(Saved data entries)
::::

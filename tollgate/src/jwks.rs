//! Remote JSON Web Key Sets

use std::{
    collections::HashMap,
    sync::{Arc, Mutex, PoisonError},
    time::{Duration, Instant},
};

use aliri::{
    jwt::{self, CoreHeaders, HasAlgorithm},
    Jwks, JwtRef,
};
use arc_swap::ArcSwapOption;
use reqwest::{
    header::{self, HeaderValue},
    Client, StatusCode,
};
use serde::Deserialize;

use crate::{flight::SingleFlight, KeySetError, VerifyError};

/// The minimum time between re-fetches triggered by unknown key IDs
const MIN_REFRESH_INTERVAL: Duration = Duration::from_secs(10);

#[derive(Debug)]
struct VolatileData {
    jwks: Jwks,
    etag: Option<HeaderValue>,
    last_modified: Option<HeaderValue>,
}

#[derive(Debug)]
struct Inner {
    jwks_url: String,
    client: Client,
    min_refresh_interval: Duration,
    data: ArcSwapOption<VolatileData>,
    last_attempt: Mutex<Option<Instant>>,
    refreshes: SingleFlight<(), Arc<VolatileData>, KeySetError>,
}

/// A JSON Web Key Set held by a remote source
///
/// Keys are fetched on first use. When a token names a key that is not in
/// the set, the set is fetched again, no more than once per refresh
/// interval counted from the last attempt. If that fetch fails, the
/// previous keys stay in use.
///
/// Clones share the same key set.
#[derive(Clone, Debug)]
#[must_use]
pub struct RemoteKeySet {
    inner: Arc<Inner>,
}

impl RemoteKeySet {
    /// Constructs a key set that will be fetched from `jwks_url`
    ///
    /// No request is made until the keys are needed.
    pub fn new(jwks_url: impl Into<String>, client: Client) -> Self {
        Self::with_refresh_interval(jwks_url, client, MIN_REFRESH_INTERVAL)
    }

    /// Constructs a key set with a custom minimum interval between
    /// re-fetches triggered by unknown key IDs
    pub fn with_refresh_interval(
        jwks_url: impl Into<String>,
        client: Client,
        min_refresh_interval: Duration,
    ) -> Self {
        Self {
            inner: Arc::new(Inner {
                jwks_url: jwks_url.into(),
                client,
                min_refresh_interval,
                data: ArcSwapOption::empty(),
                last_attempt: Mutex::new(None),
                refreshes: SingleFlight::new(),
            }),
        }
    }

    /// The URL the key set is fetched from
    pub fn url(&self) -> &str {
        &self.inner.jwks_url
    }

    /// Whether the key set has been fetched
    pub fn is_loaded(&self) -> bool {
        self.inner.data.load().is_some()
    }

    /// The current key set, fetching it if it has not been fetched yet
    pub async fn current(&self) -> Result<Jwks, KeySetError> {
        Ok(self.loaded().await?.jwks.clone())
    }

    /// Fetches the key set from the remote URL
    ///
    /// No retries are attempted. If the fetch fails, the previous keys are
    /// kept. Concurrent refreshes share one request.
    pub async fn refresh(&self) -> Result<(), KeySetError> {
        self.refresh_data().await.map(|_| ())
    }

    /// Verifies a token against the key set
    ///
    /// The key is chosen by the token's `kid` and `alg` headers; the
    /// signature and claims are checked by `validator`.
    pub async fn verify<C>(
        &self,
        token: &JwtRef,
        validator: &jwt::CoreValidator,
    ) -> Result<C, VerifyError>
    where
        C: for<'de> Deserialize<'de> + jwt::CoreClaims,
    {
        let decomposed = token.decompose::<jwt::BasicHeaders>()?;
        let kid = decomposed.kid().map(ToOwned::to_owned);
        let alg = decomposed.alg();

        let mut data = self.loaded().await?;

        if data.jwks.get_key_by_opt(kid.as_deref(), alg).is_none() && self.claim_refresh() {
            tracing::debug!(
                jwks.url = %self.inner.jwks_url,
                jwt.kid = kid.as_ref().map(|k| k.as_str()),
                jwt.alg = %alg,
                "no matching key; refreshing JWKS"
            );
            match self.refresh_data().await {
                Ok(fresh) => data = fresh,
                Err(err) => {
                    let error: &dyn std::error::Error = &err;
                    tracing::warn!(error, "JWKS refresh failed; keeping previous keys");
                }
            }
        }

        let Some(key) = data.jwks.get_key_by_opt(kid.as_deref(), alg) else {
            tracing::debug!(
                jwt.kid = kid.as_ref().map(|k| k.as_str()),
                jwt.alg = %alg,
                "unable to find a matching key"
            );
            return Err(VerifyError::UnknownKeyId);
        };

        let (_, claims) = decomposed.verify::<C, _>(key, validator)?.extract();
        Ok(claims)
    }

    /// Reserves the next unknown-`kid` re-fetch if the refresh interval has
    /// passed since the last attempt, successful or not
    fn claim_refresh(&self) -> bool {
        let mut last = self
            .inner
            .last_attempt
            .lock()
            .unwrap_or_else(PoisonError::into_inner);
        match *last {
            Some(at) if at.elapsed() < self.inner.min_refresh_interval => false,
            _ => {
                *last = Some(Instant::now());
                true
            }
        }
    }

    async fn loaded(&self) -> Result<Arc<VolatileData>, KeySetError> {
        match self.inner.data.load_full() {
            Some(data) => Ok(data),
            None => self.refresh_data().await,
        }
    }

    async fn refresh_data(&self) -> Result<Arc<VolatileData>, KeySetError> {
        let inner = Arc::clone(&self.inner);
        self.inner.refreshes.run((), move || fetch(inner)).await
    }
}

#[tracing::instrument(skip(inner), fields(jwks.url = %inner.jwks_url))]
async fn fetch(inner: Arc<Inner>) -> Result<Arc<VolatileData>, KeySetError> {
    tracing::debug!("fetching JWKS");
    *inner
        .last_attempt
        .lock()
        .unwrap_or_else(PoisonError::into_inner) = Some(Instant::now());
    let url = || inner.jwks_url.clone();

    let previous = inner.data.load_full();
    let mut request = inner.client.get(&inner.jwks_url);
    if let Some(previous) = &previous {
        if let Some(etag) = &previous.etag {
            request = request.header(header::IF_NONE_MATCH, etag);
        } else if let Some(last_modified) = &previous.last_modified {
            request = request.header(header::IF_MODIFIED_SINCE, last_modified);
        }
    }

    let response = request.send().await.map_err(|err| {
        let error: &dyn std::error::Error = &err;
        tracing::warn!(error, "JWKS fetch failed");
        KeySetError::Fetch {
            url: url(),
            source: Arc::new(err),
        }
    })?;

    let status = response.status();
    if status == StatusCode::NOT_MODIFIED {
        if let Some(previous) = previous {
            tracing::debug!("JWKS not modified");
            let data = Arc::new(VolatileData {
                jwks: previous.jwks.clone(),
                etag: previous.etag.clone(),
                last_modified: previous.last_modified.clone(),
            });
            inner.data.store(Some(Arc::clone(&data)));
            return Ok(data);
        }
    }

    if !status.is_success() {
        tracing::warn!(
            http.status_code = status.as_u16(),
            "JWKS fetch failed; unexpected response status",
        );
        return Err(KeySetError::Status { url: url(), status });
    }

    let etag = response.headers().get(header::ETAG).map(ToOwned::to_owned);
    let last_modified = response
        .headers()
        .get(header::LAST_MODIFIED)
        .map(ToOwned::to_owned);

    let body = response.bytes().await.map_err(|err| KeySetError::Fetch {
        url: url(),
        source: Arc::new(err),
    })?;

    let jwks: Jwks = serde_json::from_slice(&body).map_err(|err| {
        let error: &dyn std::error::Error = &err;
        tracing::warn!(error, "JWKS fetch failed; malformed key set");
        KeySetError::Malformed {
            url: url(),
            source: Arc::new(err),
        }
    })?;

    let data = Arc::new(VolatileData {
        jwks,
        etag,
        last_modified,
    });
    inner.data.store(Some(Arc::clone(&data)));
    tracing::info!("JWKS refreshed");

    Ok(data)
}

/// Hands out one [`RemoteKeySet`] per JWKS URI
///
/// Handles are never evicted.
#[derive(Clone, Debug)]
#[must_use]
pub struct KeySetCache {
    client: Client,
    sets: Arc<Mutex<HashMap<String, RemoteKeySet>>>,
}

impl KeySetCache {
    /// Constructs an empty cache with a default HTTP client
    pub fn new() -> Result<Self, reqwest::Error> {
        Ok(Self::with_client(crate::default_client()?))
    }

    /// Constructs an empty cache whose key sets fetch with the given client
    pub fn with_client(client: Client) -> Self {
        Self {
            client,
            sets: Arc::new(Mutex::new(HashMap::new())),
        }
    }

    /// The key set for `jwks_uri`, created on first request
    pub fn key_source(&self, jwks_uri: &str) -> RemoteKeySet {
        let mut sets = self.sets.lock().unwrap_or_else(PoisonError::into_inner);
        sets.entry(jwks_uri.to_owned())
            .or_insert_with(|| RemoteKeySet::new(jwks_uri, self.client.clone()))
            .clone()
    }

    /// Whether a key set has been created for `jwks_uri`
    pub fn contains(&self, jwks_uri: &str) -> bool {
        self.sets
            .lock()
            .unwrap_or_else(PoisonError::into_inner)
            .contains_key(jwks_uri)
    }

    /// The number of key sets created
    pub fn len(&self) -> usize {
        self.sets.lock().unwrap_or_else(PoisonError::into_inner).len()
    }

    /// Whether no key set has been created
    pub fn is_empty(&self) -> bool {
        self.len() == 0
    }
}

::::

The lines needed run from the first line of the data through the line containing "const MIN_REFRESH_INTERVAL: Duration"; give them again exactly and nothing else.

◆ **Answer for this exercise**
filename tollgate/src/jwks.rs
//! Remote JSON Web Key Sets

use std::{
    collections::HashMap,
    sync::{Arc, Mutex, PoisonError},
    time::{Duration, Instant},
};

use aliri::{
    jwt::{self, CoreHeaders, HasAlgorithm},
    Jwks, JwtRef,
};
use arc_swap::ArcSwapOption;
use reqwest::{
    header::{self, HeaderValue},
    Client, StatusCode,
};
use serde::Deserialize;

use crate::{flight::SingleFlight, KeySetError, VerifyError};

/// The minimum time between re-fetches triggered by unknown key IDs
const MIN_REFRESH_INTERVAL: Duration = Duration::from_secs(10);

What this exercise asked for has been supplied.